Otra cosa es que durante siglos la cuestión cultural haya grabado a fuego ciertas características de unos y de otras, tanto que ya casi forman parte de la masa de la carne. Ciertos roles sociales que encima van unidos, mucho más en unos que en otras, a unos privilegios a los que es difícil renunciar.
Sin embargo, el día que vosotros y nosotras aprendamos a ser emocional e intelectualmente idénticos y a mirarnos a la cara en igualdad de condiciones, disfrutaremos mucho más de nuestras diferencias.

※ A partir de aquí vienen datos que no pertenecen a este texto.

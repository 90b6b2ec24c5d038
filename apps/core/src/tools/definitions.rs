//! Quick definition lookup for common academic terms.

/// Short definitions served without a model call
const DEFINITIONS: &[(&str, &str)] = &[
    (
        "algebra",
        "A branch of mathematics that uses letters and symbols to represent numbers and quantities in formulas and equations.",
    ),
    (
        "geometry",
        "The branch of mathematics concerned with the properties and relations of points, lines, surfaces, and solids.",
    ),
    (
        "calculus",
        "Advanced mathematics involving rates of change and accumulation of quantities.",
    ),
    (
        "photosynthesis",
        "The process by which plants use sunlight to synthesize foods from carbon dioxide and water.",
    ),
    (
        "gravity",
        "The force that attracts objects toward the center of the Earth or toward any other physical body having mass.",
    ),
    (
        "atom",
        "The basic unit of a chemical element, consisting of protons, neutrons, and electrons.",
    ),
    (
        "hypothesis",
        "A proposed explanation for a phenomenon, used as a starting point for investigation.",
    ),
    (
        "analysis",
        "Detailed examination of the elements or structure of something.",
    ),
];

/// Look up the definition of a term, ignoring case and surrounding whitespace
pub fn lookup_definition(term: &str) -> Option<&'static str> {
    let term = term.trim().to_lowercase();
    DEFINITIONS
        .iter()
        .find(|(name, _)| *name == term)
        .map(|(_, definition)| *definition)
}

/// Render the definition tool reply
pub fn describe_term(term: &str) -> String {
    match lookup_definition(term) {
        Some(definition) => format!("{}: {}", term.trim(), definition),
        None => format!(
            "Quick definition not available for '{}'. This may require detailed research.",
            term.trim()
        ),
    }
}
//! # Tutor Core
//!
//! Rule-based pre-processing of Bengali and English student questions:
//! language, subject, grade band, embedded math, completeness, plus the
//! deterministic tools (calculator, definitions, fingerprints) the tutoring
//! agents lean on.

pub mod analysis;
pub mod cache;
pub mod config;
pub mod error;
pub mod logging;
pub mod tools;

pub use analysis::{QuestionAnalysis, QuestionAnalyzer};
pub use config::TutorConfig;
pub use error::TutorError;

#[cfg(test)]
mod tests;
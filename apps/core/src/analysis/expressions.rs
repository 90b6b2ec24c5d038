//! Mathematical Expression Extraction.
//!
//! Finds equations, algebraic terms, arithmetic chains, function calls,
//! fractions and powers in a question using six independent regex families.
//! Overlapping matches are resolved leftmost-first, longest-first, so an
//! equation swallows the arithmetic found inside it.

use regex::Regex;
use serde::{Deserialize, Serialize};
use std::fmt;
use std::sync::LazyLock;

/// Kind of mathematical expression
#[derive(Debug, Clone, Copy, PartialEq, Eq, Hash, Serialize, Deserialize)]
#[serde(rename_all = "lowercase")]
pub enum ExpressionKind {
    /// Contains `=`
    Equation,
    /// Letters mixed with digits and operators
    Algebraic,
    /// Pure digit/operator chain
    Arithmetic,
    /// `sin(..)`, `log(..)`, `sqrt(..)` ...
    Function,
    /// `digit/digit`
    Fraction,
    /// `base^exponent`
    Power,
}

impl ExpressionKind {
    pub fn label(&self) -> &'static str {
        match self {
            ExpressionKind::Equation => "equation",
            ExpressionKind::Algebraic => "algebraic",
            ExpressionKind::Arithmetic => "arithmetic",
            ExpressionKind::Function => "function",
            ExpressionKind::Fraction => "fraction",
            ExpressionKind::Power => "power",
        }
    }
}

impl fmt::Display for ExpressionKind {
    fn fmt(&self, f: &mut fmt::Formatter<'_>) -> fmt::Result {
        write!(f, "{}", self.label())
    }
}

/// A mathematical expression found in a text
#[derive(Debug, Clone, PartialEq, Eq, Serialize, Deserialize)]
pub struct ExpressionMatch {
    /// Expression family that produced the match
    #[serde(rename = "type")]
    pub kind: ExpressionKind,
    /// Matched text with surrounding whitespace removed
    pub expression: String,
    /// Byte offset where the raw match starts
    pub start_pos: usize,
    /// Byte offset just past the raw match
    pub end_pos: usize,
}

impl ExpressionMatch {
    fn overlaps(&self, other: &ExpressionMatch) -> bool {
        self.start_pos < other.end_pos && self.end_pos > other.start_pos
    }
}

/// Pattern families, in the order their matches are pooled
static EXPRESSION_PATTERNS: LazyLock<Vec<(ExpressionKind, Regex)>> = LazyLock::new(|| {
    vec![
        (
            ExpressionKind::Equation,
            Regex::new(r"(?i)[0-9a-zA-Z\+\-\*/\(\)\s]*=\s*[0-9a-zA-Z\+\-\*/\(\)\s]+")
                .expect("Invalid regex: equation pattern"),
        ),
        (
            ExpressionKind::Algebraic,
            Regex::new(r"(?i)[0-9]*[a-zA-Z][0-9]*[\+\-\*/\^]*[0-9a-zA-Z\+\-\*/\(\)\s]*")
                .expect("Invalid regex: algebraic pattern"),
        ),
        (
            ExpressionKind::Arithmetic,
            Regex::new(r"(?i)[0-9]+[\+\-\*/][0-9\+\-\*/\(\)\s]+")
                .expect("Invalid regex: arithmetic pattern"),
        ),
        (
            ExpressionKind::Function,
            Regex::new(r"(?i)\b(?:sin|cos|tan|log|ln|sqrt|exp)\s*\([^)]+\)")
                .expect("Invalid regex: function pattern"),
        ),
        (
            ExpressionKind::Fraction,
            Regex::new(r"(?i)[0-9]+/[0-9]+").expect("Invalid regex: fraction pattern"),
        ),
        (
            ExpressionKind::Power,
            Regex::new(r"(?i)[0-9a-zA-Z]+\^[0-9]+").expect("Invalid regex: power pattern"),
        ),
    ]
});

/// Extract non-overlapping mathematical expressions, ordered by start position.
pub fn extract_mathematical_expressions(text: &str) -> Vec<ExpressionMatch> {
    let mut candidates: Vec<ExpressionMatch> = EXPRESSION_PATTERNS
        .iter()
        .flat_map(|(kind, pattern)| {
            pattern.find_iter(text).map(move |m| ExpressionMatch {
                kind: *kind,
                expression: m.as_str().trim().to_string(),
                start_pos: m.start(),
                end_pos: m.end(),
            })
        })
        .collect();

    // Leftmost first, then longest first; the sort is stable so pattern
    // order breaks the remaining ties.
    candidates.sort_by(|a, b| {
        a.start_pos.cmp(&b.start_pos).then_with(|| {
            b.expression
                .chars()
                .count()
                .cmp(&a.expression.chars().count())
        })
    });

    let mut kept: Vec<ExpressionMatch> = Vec::new();
    for candidate in candidates {
        if !kept.iter().any(|existing| candidate.overlaps(existing)) {
            kept.push(candidate);
        }
    }

    kept
}

static NUMERIC_EXPONENT: LazyLock<Regex> =
    LazyLock::new(|| Regex::new(r"\^(\d+)").expect("Invalid regex: numeric exponent"));

static LETTER_EXPONENT: LazyLock<Regex> =
    LazyLock::new(|| Regex::new(r"\^([a-zA-Z])").expect("Invalid regex: letter exponent"));

static DIGIT_FRACTION: LazyLock<Regex> =
    LazyLock::new(|| Regex::new(r"(\d+)/(\d+)").expect("Invalid regex: digit fraction"));

static SQUARE_ROOT: LazyLock<Regex> =
    LazyLock::new(|| Regex::new(r"sqrt\(([^)]+)\)").expect("Invalid regex: square root"));

static NAMED_FUNCTION: LazyLock<Regex> = LazyLock::new(|| {
    Regex::new(r"\b(sin|cos|tan|log|ln)\b").expect("Invalid regex: named function")
});

/// Rewrite an expression with LaTeX-style markup for display.
///
/// Purely textual: nested or malformed input can come out malformed.
pub fn format_mathematical_expression(expr: &str) -> String {
    let formatted = NUMERIC_EXPONENT.replace_all(expr, "^{${1}}");
    let formatted = LETTER_EXPONENT.replace_all(&formatted, "^{${1}}");
    let formatted = DIGIT_FRACTION.replace_all(&formatted, r"\frac{${1}}{${2}}");
    let formatted = SQUARE_ROOT.replace_all(&formatted, r"\sqrt{${1}}");
    let formatted = NAMED_FUNCTION.replace_all(&formatted, r"\${1}");

    formatted.into_owned()
}

#[cfg(test)]
mod tests {
    use super::*;

    #[test]
    fn test_equation_swallows_submatches() {
        let found = extract_mathematical_expressions("2x + 5 = 13");

        assert_eq!(found.len(), 1);
        assert_eq!(found[0].kind, ExpressionKind::Equation);
        assert_eq!(found[0].expression, "2x + 5 = 13");
        assert_eq!(found[0].start_pos, 0);
        assert_eq!(found[0].end_pos, 11);
    }

    #[test]
    fn test_arithmetic_inside_sentence() {
        let found = extract_mathematical_expressions("Calculate: 12+7");

        let arithmetic: Vec<_> = found
            .iter()
            .filter(|m| m.kind == ExpressionKind::Arithmetic)
            .collect();
        assert_eq!(arithmetic.len(), 1);
        assert_eq!(arithmetic[0].expression, "12+7");
    }

    #[test]
    fn test_function_call() {
        let text = "৩ sin(30)";
        let found = extract_mathematical_expressions(text);

        assert_eq!(found.len(), 1);
        let first = &found[0];
        assert_eq!(first.expression, "sin(30)");
        // offsets are byte offsets, past the three-byte Bengali digit
        assert_eq!(first.start_pos, 4);
        assert_eq!(text[first.start_pos..first.end_pos].trim(), first.expression);
    }

    #[test]
    fn test_no_expressions() {
        assert!(extract_mathematical_expressions("").is_empty());
        assert!(extract_mathematical_expressions("১২৩ ?!").is_empty());
    }

    #[test]
    fn test_results_are_ordered_and_disjoint() {
        let found =
            extract_mathematical_expressions("x^2 + 3 = 7, then 1/2 and 4*5 and log(10)");

        for pair in found.windows(2) {
            assert!(pair[0].start_pos <= pair[1].start_pos);
            assert!(pair[0].end_pos <= pair[1].start_pos);
        }
    }

    #[test]
    fn test_format_exponents() {
        assert_eq!(format_mathematical_expression("x^2 + y^n"), "x^{2} + y^{n}");
    }

    #[test]
    fn test_format_fraction_and_root() {
        assert_eq!(format_mathematical_expression("3/4"), r"\frac{3}{4}");
        assert_eq!(format_mathematical_expression("sqrt(16)"), r"\sqrt{16}");
    }

    #[test]
    fn test_format_functions() {
        assert_eq!(
            format_mathematical_expression("sin(x) + cos(x) + ln(2)"),
            r"\sin(x) + \cos(x) + \ln(2)"
        );
        // names inside longer words stay untouched
        assert_eq!(format_mathematical_expression("single"), "single");
    }
}
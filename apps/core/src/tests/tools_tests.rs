//! Tools Tests
//!
//! Calculator safety, definition lookup and query fingerprints.

use crate::analysis::Language;
use crate::error::TutorError;
use crate::tools::{describe_term, evaluate, lookup_definition, query_fingerprint, simple_calculator, CalcError};

#[cfg(test)]
mod calculator_tests {
    use super::*;

    #[test]
    fn test_tool_replies() {
        let cases = vec![
            ("15 * 8", "15 * 8 = 120"),
            ("(1 + 2) * 3", "(1 + 2) * 3 = 9"),
            ("10 / 4", "10 / 4 = 2.5"),
            ("2 - 5", "2 - 5 = -3"),
        ];

        for (input, expected) in cases {
            assert_eq!(simple_calculator(input), expected, "Reply for '{}'", input);
        }
    }

    #[test]
    fn test_injection_attempts_are_rejected() {
        let attempts = vec![
            "__import__('os').system('ls')",
            "open('/etc/passwd')",
            "2 ** 10",
            "1; 2",
            "x = 5",
        ];

        for attempt in attempts {
            assert!(evaluate(attempt).is_err(), "Expected rejection of '{}'", attempt);
        }
    }

    #[test]
    fn test_error_positions() {
        assert_eq!(
            evaluate("1 + 2 $ 3").unwrap_err(),
            CalcError::UnexpectedCharacter { ch: '$', position: 6 }
        );
        assert_eq!(
            evaluate("1 + )").unwrap_err(),
            CalcError::UnexpectedToken {
                found: ")".to_string(),
                position: 4
            }
        );
    }

    #[test]
    fn test_errors_lift_into_tutor_error() {
        let err: TutorError = evaluate("1 / 0").unwrap_err().into();
        assert_eq!(err.to_string(), "Calculation error: Division by zero");
    }
}

#[cfg(test)]
mod definition_tests {
    use super::*;

    #[test]
    fn test_all_terms_present() {
        for term in [
            "algebra",
            "geometry",
            "calculus",
            "photosynthesis",
            "gravity",
            "atom",
            "hypothesis",
            "analysis",
        ] {
            assert!(lookup_definition(term).is_some(), "Missing definition for '{}'", term);
        }
    }

    #[test]
    fn test_describe_term() {
        assert_eq!(
            describe_term(" calculus "),
            "calculus: Advanced mathematics involving rates of change and accumulation of quantities."
        );
    }
}

#[cfg(test)]
mod fingerprint_tests {
    use super::*;

    #[test]
    fn test_same_question_same_key() {
        let a = query_fingerprint("Solve 2x + 5 = 13", Some(Language::English));
        let b = query_fingerprint("solve 2x + 5 = 13 ", Some(Language::English));
        assert_eq!(a, b);
    }

    #[test]
    fn test_missing_language_is_unknown() {
        // "unknown" is not a Language label, so no language collides with it
        for language in [Language::Bengali, Language::English, Language::Mixed] {
            assert_ne!(
                query_fingerprint("atom", None),
                query_fingerprint("atom", Some(language))
            );
        }
    }
}
//! Educational Context Extraction.
//!
//! Multi-label tagging of what kind of answer a question asks for and how
//! deep it should go.

use serde::{Deserialize, Serialize};

/// Kind of answer a question asks for
#[derive(Debug, Clone, Copy, PartialEq, Eq, Hash, Serialize, Deserialize)]
#[serde(rename_all = "snake_case")]
pub enum QuestionType {
    ProblemSolving,
    ConceptualUnderstanding,
    Analytical,
    ProofBased,
}

/// Hint about the expected depth of the answer
#[derive(Debug, Clone, Copy, PartialEq, Eq, Hash, Serialize, Deserialize)]
#[serde(rename_all = "snake_case")]
pub enum DifficultyIndicator {
    Basic,
    Advanced,
    RequiresDetailedExplanation,
}

const QUESTION_TYPE_TRIGGERS: &[(QuestionType, &[&str])] = &[
    (
        QuestionType::ProblemSolving,
        &["solve", "calculate", "find", "compute"],
    ),
    (
        QuestionType::ConceptualUnderstanding,
        &["explain", "describe", "what is", "define"],
    ),
    (QuestionType::Analytical, &["how", "why", "when", "where"]),
    (QuestionType::ProofBased, &["prove", "derive", "show that"]),
];

const DIFFICULTY_TRIGGERS: &[(DifficultyIndicator, &[&str])] = &[
    (
        DifficultyIndicator::Basic,
        &["basic", "simple", "elementary", "fundamental"],
    ),
    (
        DifficultyIndicator::Advanced,
        &["advanced", "complex", "difficult", "challenging"],
    ),
    (
        DifficultyIndicator::RequiresDetailedExplanation,
        &["step by step", "detailed", "thorough"],
    ),
];

/// Educational context of a question
#[derive(Debug, Clone, Default, PartialEq, Serialize, Deserialize)]
pub struct EducationalContext {
    pub question_types: Vec<QuestionType>,
    /// Part of the output contract; no rule fills it yet
    pub learning_objectives: Vec<String>,
    /// Part of the output contract; no rule fills it yet
    pub prerequisites: Vec<String>,
    pub difficulty_indicators: Vec<DifficultyIndicator>,
}

fn tags<T: Copy>(text_lower: &str, triggers: &[(T, &[&str])]) -> Vec<T> {
    triggers
        .iter()
        .filter(|(_, words)| words.iter().any(|w| text_lower.contains(w)))
        .map(|(tag, _)| *tag)
        .collect()
}

/// Tag question types and difficulty indicators of a question
pub fn extract_educational_context(text: &str) -> EducationalContext {
    let text_lower = text.to_lowercase();

    EducationalContext {
        question_types: tags(&text_lower, QUESTION_TYPE_TRIGGERS),
        difficulty_indicators: tags(&text_lower, DIFFICULTY_TRIGGERS),
        ..Default::default()
    }
}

Con motivo del 8 de marzo, me han inundado el correo de presentaciones de Power Point, a cual más cursi y casi siempre acompañadas de una música dulzona y soporífera, alardeando de las infinitas virtudes que nos adornan. Desde la fortaleza a la diligencia pasando por la facultad de multiplicar los panes y los peces cada día y de convertir unas cortinas viejas en un modelazo. Desde la tan traÍda y llevada intuición femenina -que no deja de ser un modo machista de llamar a la inteligencia cuando se refiere a una mujer- a una presunta sensibilidad que casi se confunde con la sensiblería. Estas artísticas cadenas de imágenes presentan, por un lado, un modelo de mujer que anda por ahí levitando y dando saltos entre nubes y, por otro, ahondan, con un empeño digno de mejor causa, en los tópicos más caducos que siempre han ido unidos a nuestro sexo. En la capacidad de entrega que no escatima padecimientos, en el amor unidireccional en el que, como en la letra de una copla, ella pone toda su carne en el asador sin esperar nada a cambio y que, por supuesto, es eterno e irremplazable.
Esa catalogación de las mujeres a un lado y los hombres a otro me parece estéril y, sobre todo, trasnochada. Creo que atribuir a las mujeres, por el mero hecho de serlo, ciertas facultades y negárselas a los hombres por idéntica razón, es caer en el mismo error contra el que luchamos. No sé qué opinarán de esta teoría mis amigas con larga trayectoria en la lucha feminista y mucho más versadas que yo en el tema, pero estoy dispuesta a rectificar si me demuestran científicamente que las emociones tienen algo que ver con los estrógenos y que la testosterona paraliza la sensibilidad. En ese caso, no tendría más remedio que compadecer a los hombres por las limitaciones que les supone el peso que tienen que soportar entre sus piernas. Pero mientras eso no llegue seguiré pensando que somos igual de capaces -o de incapaces- de sentir o de pensar y que, en lo tocante a los sentimientos y a la inteligencia, no hay que hacer diferencias entre sexos sino entre personas.
Otra cosa es que durante siglos la cuestión cultural haya grabado a fuego ciertas características de unos y de otras, tanto que ya casi forman parte de la masa de la carne. Ciertos roles sociales que encima van unidos, mucho más en unos que en otras, a unos privilegios a los que es difícil renunciar.
Sin embargo, el día que vosotros y nosotras aprendamos a ser emocional e intelectualmente idénticos y a mirarnos a la cara en igualdad de condiciones, disfrutaremos mucho más de nuestras diferencias.